If this all sounds very compelling to you, check out Spot On, a birth control app and period tracker created by Planned Parenthood which can help you manage your current method of contraception, and understand its impact on your period and period symptoms. It’s specifically not a fertility tracker; rather, the technology behind it is aimed at integrating period tracking and birth control into one app. Spot On was designed with the input of real users, in order to make it as clear and accessible as possible. You can track how you’re feeling physically and emotionally, your activities (have you traveling? exercising?), and your menstrual flow, in addition to your birth control — did you forget to take it? If you did, what do you do now? You can also keep a sexual health history, get answers from Planned Parenthood experts, and find out where to get services. If you’re not on birth control, Spot On can still help you out — it’s for everyone who gets their period, so the app doesn’t have anything resembling “traditional” gender markers, like the color pink. There are other agender period trackers out there, such as Clue, which operates via an algorithm. so the more often you enter your information, the better the app gets at predicting your period, period symptoms, etc. Unlike Spot On, though, Clue doesn’t provide the option to explore how your birth control interacts with menstruation.

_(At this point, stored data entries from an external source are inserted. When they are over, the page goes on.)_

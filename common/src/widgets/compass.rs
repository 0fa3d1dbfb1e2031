//! Compass grid widget: paints a [`RenderPlan`] onto a draw target.

use embedded_graphics::pixelcolor::Rgb565;
use embedded_graphics::prelude::*;
use embedded_graphics::primitives::{Circle, Line, Primitive as _, PrimitiveStyle};

use super::primitives::{diameter_px, draw_stroked_text, stroke_px, to_pixel, to_point};
use crate::config::{GridConfig, SurfaceExtent};
use crate::error::ConfigError;
use crate::plan::{Label, LabelStyle, Primitive, RenderPlan};
use crate::redraw::RedrawState;
use crate::renderer::render;
use crate::styles::{LEFT_ALIGNED, label_font};

/// Paint every primitive of `plan` in order.
///
/// Rings and axes share one stroke style. Labels are painted last so the
/// grid never covers them.
pub fn draw_render_plan<D>(
    display: &mut D,
    plan: &RenderPlan,
) where
    D: DrawTarget<Color = Rgb565>,
{
    let grid = plan.grid_stroke();
    let stroke = PrimitiveStyle::with_stroke(grid.color, stroke_px(grid.width));

    for primitive in plan.primitives() {
        match primitive {
            Primitive::Circle(ring) => {
                let diameter = diameter_px(ring.radius);
                if diameter == 0 {
                    continue;
                }
                Circle::with_center(to_point(ring.center), diameter)
                    .into_styled(stroke)
                    .draw(display)
                    .ok();
            }
            Primitive::Line(line) => {
                Line::new(to_point(line.from), to_point(line.to))
                    .into_styled(stroke)
                    .draw(display)
                    .ok();
            }
            Primitive::Label(label) => draw_label(display, label, &plan.label_style()),
        }
    }
}

fn draw_label<D>(
    display: &mut D,
    label: &Label,
    style: &LabelStyle,
) where
    D: DrawTarget<Color = Rgb565>,
{
    draw_stroked_text(
        display,
        label.text(),
        to_point(label.position),
        label_font(label.size),
        label.color,
        LEFT_ALIGNED,
        to_pixel(style.stroke_width / 2.0),
    );
}

/// Host-side handle combining a configuration with redraw tracking.
///
/// The host mutates the configuration through [`CompassGrid::update_config`],
/// which requests a redraw on success, then calls
/// [`CompassGrid::draw_if_dirty`] once per frame.
pub struct CompassGrid {
    config: GridConfig,
    redraw: RedrawState,
}

impl CompassGrid {
    pub const fn new(config: GridConfig) -> Self {
        Self {
            config,
            redraw: RedrawState::new(),
        }
    }

    #[inline]
    pub const fn config(&self) -> &GridConfig { &self.config }

    /// Apply a configuration change and request a redraw.
    ///
    /// The change runs on a copy: if it fails the current configuration is
    /// kept and no redraw is requested.
    pub fn update_config<F>(
        &mut self,
        change: F,
    ) -> Result<(), ConfigError>
    where
        F: FnOnce(&mut GridConfig) -> Result<(), ConfigError>,
    {
        let mut next = self.config;
        change(&mut next)?;
        self.config = next;
        self.redraw.request_redraw();
        Ok(())
    }

    /// Force a repaint on the next frame, e.g. after the host cleared the display.
    #[inline]
    pub const fn request_redraw(&mut self) { self.redraw.request_redraw(); }

    /// Render and paint when the config or extent changed since the last paint.
    ///
    /// Returns whether anything was painted. The host is responsible for
    /// clearing the area beforehand when the grid shrinks or changes color.
    pub fn draw_if_dirty<D>(
        &mut self,
        display: &mut D,
        extent: SurfaceExtent,
    ) -> bool
    where
        D: DrawTarget<Color = Rgb565>,
    {
        let dirty = self.redraw.check_dirty(extent);
        if dirty {
            let plan = render(extent, &self.config);
            draw_render_plan(display, &plan);
        }
        self.redraw.end_frame();
        dirty
    }
}

impl Default for CompassGrid {
    fn default() -> Self { Self::new(GridConfig::DEFAULT) }
}

// =============================================================================
// Unit Tests
// =============================================================================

“We want people to be empowered to understand the things that matter to them,” said Jenny Friedler, Director of the Digital Product Lab at Planned Parenthood Federation of America. “Planned Parenthood sees millions of people every year, and we’ve heard every question out there about periods and birth control. We want to know they’re getting information from a trustworthy source, and that it’s utilizing the latest research. With this app, all of that is in one place.”
According to an October 2015 fact sheet on contraception from the Guttmacher Institute , the average US woman wants only two children, so she’ll spend about 30 years using some sort of birth control. The odds that she’ll use the same method for all that time is slim. She might start with a long-acting method like an IUD, have it taken out when she wants to get pregnant, and decide after giving birth that she’d like another method — maybe an IUD like Mirena, which contains hormones. That’s just one example of how birth control might change over time for someone, but no matter what a person is using, Spot On, as Friedler pointed out, “gives you the tools to understand what’s going on in their bodies, so you can go to your provider and say, ‘Here’s what’s happening with me.’ Then you and your doctor can work together to find you the right birth control.”
In addition to knowing when your period is coming and what your birth control is doing to your cycle, understanding menstruation is an enormous political act. People who get their periods aren’t supposed to have clarity around it, it’s a mysterious function that fells us and makes us completely unpredictable and helpless. Like the advent of birth control, a better comprehension of how our periods work gives us power over our lives and provides us with more tools for decision making. And nothing, of course, is more terrifying to folks like Donald Trump than people with vaginas who also have power.